# problema visualizzazione file in thunar

## antonellocaroli

Ho un problema in thunar, ma anche in alcune applicazione...

e come se non si aggiornasse la visualizzazione...

esempio, entro in una cartella, elimino un file, ma il file non sparisce, devo uscire e rientrare nella cartella per aggiornare la visualizzazione....

mi capita anche in atom (editor), creo un file in una dir, ma non compare, chiudo e riapro l'albero del dir e il file è li....

da cosa potrebbe dipendere?

a volte faccio una copia di un file e poi lo modifico...faccio il diff e il diff é vuoto....
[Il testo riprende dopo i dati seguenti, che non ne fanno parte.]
use std::io::{self, Write};
use std::process;

use clap::Parser;
use env_logger::Env;

use coregraph::error::CoreGraphError;
use coregraph::gfa::{read_gfa, write_gfa};
use coregraph::{merge_graphs, MergeOptions};

#[derive(Parser)]
#[command(
    name = "coregraph",
    version,
    about = "Merge two variation graphs into a core graph on shared paths and unique k-mers"
)]
struct Args {
    /// First input graph (GFA)
    graph1: String,

    /// Second input graph (GFA)
    graph2: String,

    /// Also merge on k-mers of this size
    #[arg(short = 'k', long = "kmer-size")]
    kmer_size: Option<usize>,

    /// Bound the k-mer enumerator at this many choice points per walk
    #[arg(short = 'e', long = "edge-max")]
    edge_max: Option<usize>,

    /// Skip path merging; requires --kmer-size
    #[arg(short = 'o', long = "kmers-only")]
    kmers_only: bool,

    /// Worker threads for k-mer observation
    #[arg(short = 't', long, default_value = "1")]
    threads: usize,

    /// Verbose progress on standard error
    #[arg(short, long)]
    verbose: bool,
}

fn main() {
    // help and usage problems both leave with status 1
    let args = match Args::try_parse() {
        Ok(args) => args,
        Err(err) => {
            let _ = err.print();
            process::exit(1);
        }
    };

    let default_level = if args.verbose { "info" } else { "warn" };
    env_logger::Builder::from_env(Env::default().default_filter_or(default_level)).init();

    if let Err(err) = run(args) {
        eprintln!("error: {}", err);
        process::exit(1);
    }
}

fn run(args: Args) -> Result<(), Box<dyn std::error::Error>> {
    if args.kmers_only && args.kmer_size.is_none() {
        return Err(Box::new(CoreGraphError::Usage(
            "--kmers-only requires --kmer-size".to_string(),
        )));
    }

    // only initialize the pool if nothing else has yet
    let _ = rayon::ThreadPoolBuilder::new()
        .num_threads(args.threads)
        .build_global();

    let graph_a = read_gfa(&args.graph1)?;
    let graph_b = read_gfa(&args.graph2)?;

    let options = MergeOptions {
        kmer_size: args.kmer_size,
        edge_max: args.edge_max.unwrap_or(usize::MAX),
        kmers_only: args.kmers_only,
    };
    let merged = merge_graphs(&graph_a, &graph_b, &options)?;

    let stdout = io::stdout();
    let mut out = stdout.lock();
    write_gfa(&merged, &mut out)?;
    out.flush()?;
    Ok(())
}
non so...é come se qualcosa non si aggiornasse....

----------

## fedeliallalinea

Intendi quando lo cancelli direttamente da thunar o quando lo fai da console?

----------

## antonellocaroli

 *fedeliallalinea wrote:*   

> Intendi quando lo cancelli direttamente da thunar o quando lo fai da console?

 

da thunar...ma é qualcosa che capita random....

da console in effetti non ci ho fatto caso cosa succede....

----------

## antonellocaroli

Ok, sembra che ho risolto installando l'ultima versione ~ di thunar

4.17.3 

----------

## antonellocaroli

 *antonellocaroli wrote:*   

> Ok, sembra che ho risolto installando l'ultima versione ~ di thunar
> 
> 4.17.3 

 

Niente, questo non risolve, sembrava ma non é cosi....

anche in shutter ho lo stesso problema....

modifico una immagine, salvo ma la modifica non appare....cambio immagine nella visualizzazione e poi torno sull'immagine modificata e la modifica appare....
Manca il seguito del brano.